The fundamental control variables of the pulsed power supply are the pulse waveform, voltage/current amplitude, pulse width (ton), and pulse repetition frequency (PRF). Plasma density modulation is achieved by manipulating these parameters to control the peak power density on the target and the temporal evolution of the discharge. During the initial phase of a pulse (tens of microseconds), a high voltage is applied to break down the gas and initiate the sputtering process. The current then rapidly rises as a dense plasma forms. The peak plasma density is directly correlated with the peak current, which is a function of the applied voltage, the gas pressure, and the magnetic field configuration. A power supply capable of delivering very high peak currents (hundreds of amperes to kiloamperes) from a moderate voltage (hundreds of volts) is essential for creating the high-density plasma characteristic of HiPIMS. This is typically achieved using a capacitor-based pulse-forming network (PFN) or a modern, switch-mode power supply with large output capacitors and very low internal impedance.

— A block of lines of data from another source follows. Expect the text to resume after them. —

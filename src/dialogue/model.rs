//! Dialogue data model. Step graph nodes, transcript messages, statuses.

use chrono::{DateTime, Utc};
use serde::{Deserialize, Serialize};
use uuid::Uuid;

use super::navigation::NavigationShortcut;

/// Opaque identifier of a step in the dialogue graph.
#[derive(Debug, Clone, PartialEq, Eq, Hash, PartialOrd, Ord, Serialize, Deserialize)]
#[serde(transparent)]
pub struct StepId(String);

impl StepId {
    pub fn new(id: impl Into<String>) -> Self {
        Self(id.into())
    }

    pub fn as_str(&self) -> &str {
        &self.0
    }
}

impl std::fmt::Display for StepId {
    fn fmt(&self, f: &mut std::fmt::Formatter<'_>) -> std::fmt::Result {
        f.write_str(&self.0)
    }
}

impl From<&str> for StepId {
    fn from(s: &str) -> Self {
        Self(s.to_string())
    }
}

impl From<String> for StepId {
    fn from(s: String) -> Self {
        Self(s)
    }
}

/// Who authored a transcript message.
#[derive(Debug, Clone, Copy, PartialEq, Eq, Serialize, Deserialize)]
#[serde(rename_all = "snake_case")]
pub enum Sender {
    /// The portfolio owner's scripted assistant.
    Subject,
    /// The person browsing the site.
    Visitor,
}

impl std::fmt::Display for Sender {
    fn fmt(&self, f: &mut std::fmt::Formatter<'_>) -> std::fmt::Result {
        match self {
            Self::Subject => write!(f, "subject"),
            Self::Visitor => write!(f, "visitor"),
        }
    }
}

/// Delivery status shown next to a message.
#[derive(Debug, Clone, Copy, PartialEq, Eq, Serialize, Deserialize)]
#[serde(rename_all = "snake_case")]
pub enum DeliveryStatus {
    Sending,
    Sent,
    Delivered,
    Seen,
    Failed,
}

impl std::fmt::Display for DeliveryStatus {
    fn fmt(&self, f: &mut std::fmt::Formatter<'_>) -> std::fmt::Result {
        let s = match self {
            Self::Sending => "sending",
            Self::Sent => "sent",
            Self::Delivered => "delivered",
            Self::Seen => "seen",
            Self::Failed => "failed",
        };
        write!(f, "{s}")
    }
}

/// A message in the transcript.
///
/// Everything except `status` is fixed once the message is appended.
#[derive(Debug, Clone, PartialEq, Serialize, Deserialize)]
pub struct Message {
    /// Stable identity, assigned at append time.
    pub id: Uuid,
    pub text: String,
    pub sender: Sender,
    pub timestamp: DateTime<Utc>,
    pub status: DeliveryStatus,
}

impl Message {
    pub fn new(
        text: impl Into<String>,
        sender: Sender,
        status: DeliveryStatus,
        timestamp: DateTime<Utc>,
    ) -> Self {
        Self {
            id: Uuid::new_v4(),
            text: text.into(),
            sender,
            timestamp,
            status,
        }
    }

    /// A scripted message from the assistant. These are always `Seen`.
    pub fn subject(text: impl Into<String>, timestamp: DateTime<Utc>) -> Self {
        Self::new(text, Sender::Subject, DeliveryStatus::Seen, timestamp)
    }

    /// A message typed or clicked by the visitor.
    pub fn visitor(
        text: impl Into<String>,
        status: DeliveryStatus,
        timestamp: DateTime<Utc>,
    ) -> Self {
        Self::new(text, Sender::Visitor, status, timestamp)
    }
}

/// A labelled, selectable transition out of a step.
#[derive(Debug, Clone, PartialEq, Eq, Serialize, Deserialize)]
pub struct Choice {
    pub label: String,
    pub target: StepId,
}

impl Choice {
    pub fn new(label: impl Into<String>, target: impl Into<StepId>) -> Self {
        Self {
            label: label.into(),
            target: target.into(),
        }
    }
}

/// Media shown alongside a step (an animated image on the site).
#[derive(Debug, Clone, PartialEq, Eq, Serialize, Deserialize)]
pub struct Attachment {
    pub src: String,
    #[serde(default, skip_serializing_if = "Option::is_none")]
    pub alt: Option<String>,
}

impl Attachment {
    pub fn new(src: impl Into<String>) -> Self {
        Self {
            src: src.into(),
            alt: None,
        }
    }
}

/// A keyword that routes free text to a step.
#[derive(Debug, Clone, PartialEq, Eq, Serialize, Deserialize)]
pub struct KeywordRoute {
    pub keyword: String,
    pub target: StepId,
}

/// What a free-text step does with the visitor's input.
///
/// A closed set of policies selected by tag, so graphs stay plain data.
#[derive(Debug, Clone, PartialEq, Eq, Serialize, Deserialize)]
#[serde(tag = "kind", rename_all = "snake_case")]
pub enum FreeTextHandler {
    /// Any non-blank text moves on to `target`.
    AcceptNonEmpty { target: StepId },
    /// Like `AcceptNonEmpty`, and remembers the text as the visitor's name.
    CaptureName { target: StepId },
    /// Everything, blank text included, moves on to `target`.
    Forward { target: StepId },
    /// The first keyword contained in the text (case-insensitive) picks the
    /// target; otherwise `fallback`, or a re-prompt when there is none.
    Keywords {
        routes: Vec<KeywordRoute>,
        #[serde(default, skip_serializing_if = "Option::is_none")]
        fallback: Option<StepId>,
    },
}

impl FreeTextHandler {
    /// Whether blank input is handed to this handler at all.
    pub fn accepts_blank(&self) -> bool {
        matches!(self, Self::Forward { .. })
    }

    /// Resolve `input` to a target step, or `None` to re-prompt.
    pub fn resolve(&self, input: &str) -> Option<StepId> {
        let trimmed = input.trim();
        match self {
            Self::AcceptNonEmpty { target } | Self::CaptureName { target } => {
                (!trimmed.is_empty()).then(|| target.clone())
            }
            Self::Forward { target } => Some(target.clone()),
            Self::Keywords { routes, fallback } => {
                let lowered = trimmed.to_lowercase();
                routes
                    .iter()
                    .find(|r| !r.keyword.is_empty() && lowered.contains(&r.keyword.to_lowercase()))
                    .map(|r| r.target.clone())
                    .or_else(|| {
                        if trimmed.is_empty() {
                            None
                        } else {
                            fallback.clone()
                        }
                    })
            }
        }
    }

    /// Every step this handler can resolve to.
    pub fn targets(&self) -> Vec<&StepId> {
        match self {
            Self::AcceptNonEmpty { target }
            | Self::CaptureName { target }
            | Self::Forward { target } => vec![target],
            Self::Keywords { routes, fallback } => routes
                .iter()
                .map(|r| &r.target)
                .chain(fallback.iter())
                .collect(),
        }
    }
}

/// One node of the dialogue graph.
#[derive(Debug, Clone, PartialEq, Serialize, Deserialize)]
pub struct Step {
    pub id: StepId,
    /// Scripted lines, revealed in order. `{name}` is replaced with the
    /// visitor's name when known.
    #[serde(default)]
    pub messages: Vec<String>,
    #[serde(default, skip_serializing_if = "Vec::is_empty")]
    pub choices: Vec<Choice>,
    #[serde(default, skip_serializing_if = "std::ops::Not::not")]
    pub requires_free_text: bool,
    #[serde(default, skip_serializing_if = "Option::is_none")]
    pub on_free_text: Option<FreeTextHandler>,
    #[serde(default, skip_serializing_if = "Option::is_none")]
    pub attachment: Option<Attachment>,
    #[serde(default, skip_serializing_if = "Option::is_none")]
    pub navigate: Option<NavigationShortcut>,
}

impl Step {
    pub fn new(id: impl Into<StepId>) -> Self {
        Self {
            id: id.into(),
            messages: Vec::new(),
            choices: Vec::new(),
            requires_free_text: false,
            on_free_text: None,
            attachment: None,
            navigate: None,
        }
    }

    pub fn with_messages<I, S>(mut self, messages: I) -> Self
    where
        I: IntoIterator<Item = S>,
        S: Into<String>,
    {
        self.messages = messages.into_iter().map(Into::into).collect();
        self
    }

    pub fn with_choice(mut self, label: impl Into<String>, target: impl Into<StepId>) -> Self {
        self.choices.push(Choice::new(label, target));
        self
    }

    pub fn with_free_text(mut self, handler: FreeTextHandler) -> Self {
        self.requires_free_text = true;
        self.on_free_text = Some(handler);
        self
    }

    pub fn with_attachment(mut self, attachment: Attachment) -> Self {
        self.attachment = Some(attachment);
        self
    }

    pub fn with_navigation(mut self, shortcut: NavigationShortcut) -> Self {
        self.navigate = Some(shortcut);
        self
    }

    /// The input affordance this step offers once revealed.
    pub fn input_mode(&self) -> InputMode {
        if self.requires_free_text {
            InputMode::FreeText
        } else if !self.choices.is_empty() {
            InputMode::Choices
        } else {
            InputMode::None
        }
    }

    /// A step offering neither choices nor free text.
    pub fn is_terminal(&self) -> bool {
        self.input_mode() == InputMode::None
    }

    /// Find the choice leading to `target`.
    pub fn choice_for(&self, target: &StepId) -> Option<&Choice> {
        self.choices.iter().find(|c| &c.target == target)
    }
}

/// Which input affordance the widget currently shows.
#[derive(Debug, Clone, Copy, PartialEq, Eq, Serialize, Deserialize)]
#[serde(rename_all = "snake_case")]
pub enum InputMode {
    Choices,
    FreeText,
    None,
}

impl std::fmt::Display for InputMode {
    fn fmt(&self, f: &mut std::fmt::Formatter<'_>) -> std::fmt::Result {
        match self {
            Self::Choices => write!(f, "choices"),
            Self::FreeText => write!(f, "free_text"),
            Self::None => write!(f, "none"),
        }
    }
}
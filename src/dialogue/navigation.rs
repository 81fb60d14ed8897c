//! Navigation shortcuts. Page-level effects requested from the host.

use serde::{Deserialize, Serialize};

/// A page-level effect attached to a step.
///
/// Entering the step asks the host to scroll or change route after the
/// navigation delay. The interpreter never waits for the host to comply.
#[derive(Debug, Clone, PartialEq, Eq, Serialize, Deserialize)]
#[serde(tag = "kind", rename_all = "snake_case")]
pub enum NavigationShortcut {
    /// Smooth-scroll to an anchor on the current page.
    ScrollTo {
        anchor: String,
        #[serde(default)]
        close_widget: bool,
    },
    /// Load a sibling page.
    Route { path: String },
}

impl NavigationShortcut {
    pub fn scroll_and_close(anchor: impl Into<String>) -> Self {
        Self::ScrollTo {
            anchor: anchor.into(),
            close_widget: true,
        }
    }

    pub fn route(path: impl Into<String>) -> Self {
        Self::Route { path: path.into() }
    }

    /// The host effects this shortcut expands to, in delivery order.
    pub fn effects(&self) -> Vec<HostEffect> {
        match self {
            Self::ScrollTo {
                anchor,
                close_widget,
            } => {
                let mut effects = vec![HostEffect::ScrollTo {
                    anchor: anchor.clone(),
                }];
                if *close_widget {
                    effects.push(HostEffect::Close);
                }
                effects
            }
            Self::Route { path } => vec![HostEffect::Navigate { route: path.clone() }],
        }
    }
}

/// A fire-and-forget request to the surrounding page.
#[derive(Debug, Clone, PartialEq, Eq, Serialize, Deserialize)]
#[serde(tag = "type", rename_all = "snake_case")]
pub enum HostEffect {
    ScrollTo { anchor: String },
    Navigate { route: String },
    Close,
    /// Open an external link in a new tab.
    OpenUrl { url: String },
    /// A short toast-style notice.
    Notify { text: String },
}

impl std::fmt::Display for HostEffect {
    fn fmt(&self, f: &mut std::fmt::Formatter<'_>) -> std::fmt::Result {
        match self {
            Self::ScrollTo { anchor } => write!(f, "scroll_to(#{anchor})"),
            Self::Navigate { route } => write!(f, "navigate({route})"),
            Self::Close => write!(f, "close"),
            Self::OpenUrl { url } => write!(f, "open_url({url})"),
            Self::Notify { text } => write!(f, "notify({text})"),
        }
    }
}

#[cfg(test)]
mod tests {
    use super::*;

    #[test]
    fn scroll_and_close_expands_in_order() {
        let effects = NavigationShortcut::scroll_and_close("projects-section").effects();
        assert_eq!(
            effects,
            vec![
                HostEffect::ScrollTo {
                    anchor: "projects-section".into()
                },
                HostEffect::Close,
            ]
        );
    }

    #[test]
    fn route_does_not_close() {
        let effects = NavigationShortcut::route("/blog").effects();
        assert_eq!(effects, vec![HostEffect::Navigate { route: "/blog".into() }]);
    }

    #[test]
    fn shortcut_serde() {
        let json = r#"{"kind":"scroll_to","anchor":"skills-section"}"#;
        let shortcut: NavigationShortcut = serde_json::from_str(json).unwrap();
        assert_eq!(
            shortcut,
            NavigationShortcut::ScrollTo {
                anchor: "skills-section".into(),
                close_widget: false,
            }
        );
    }
}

Precise modulation requires the supply to operate in distinct modes. For controlling the *magnitude* of the peak plasma density, the amplitude of the current pulse is key. This can be done by controlling the charge voltage on the PFN capacitors or by using a current-regulated switch-mode supply that clamps the current at a set peak value. However, true temporal *shaping* of the plasma density within a single pulse offers finer control. Advanced supplies can generate non-rectangular pulse shapes. For instance, a pulse with a fast-rising edge to quickly achieve a high plasma density, followed by a sustained plateau or a slowly decaying tail, can be used to separate the highly ionized metal flux (which arrives later in the pulse) from the initial neutral flux. This is achieved by real-time feedback control of the output switches, modulating voltage to maintain a desired current trajectory (e.g., constant current, or a specific current vs. time profile). This capability allows the process engineer to "sculpt" the ionization fraction over time.

Modulation of the plasma density *between* pulses is controlled by the PRF and duty cycle. A high PRF with a short off-time leads to a higher time-averaged plasma density, as the plasma does not fully decay between pulses. This is beneficial for increasing deposition rates but reduces the degree of ionization per pulse due to lower peak power. Conversely, a low PRF with a long off-time allows for complete plasma decay and target cooling, enabling extremely high peak power in the next pulse and thus a very high instantaneous ionization fraction, but at a lower average rate. The power supply must therefore offer a wide, stable range of PRF and duty cycle control, with precise synchronization to substrate bias pulses or other external triggers.

The interaction between the pulsed supply and the plasma load is highly dynamic and non-linear. The impedance of the magnetron changes dramatically during a pulse, from nearly infinite at breakdown, to a fraction of an ohm at peak current, and back. The power supply's control loop and output stage must be designed to remain stable across this entire range. Furthermore, to study and optimize these modulation schemes, the power supply needs to provide detailed real-time diagnostics, such as waveforms of voltage, current, and instantaneous power for each pulse. This data is used to correlate electrical input with plasma characteristics measured by Langmuir probes or optical emission spectroscopy.

Ultimately, the pulsed power supply for plasma density modulation is not just a power source but a waveform generator for material synthesis. By providing deterministic control over the time-history of plasma density and ionization, it allows the deposition process to be tailored at a fundamental level. This enables the growth of exceptionally dense, smooth coatings at low temperatures, the deposition of crystalline films without substrate heating, and the filling of high-aspect-ratio trenches with perfect conformality—key requirements in semiconductor metallization, wear-resistant tool coatings, and optical layer fabrication.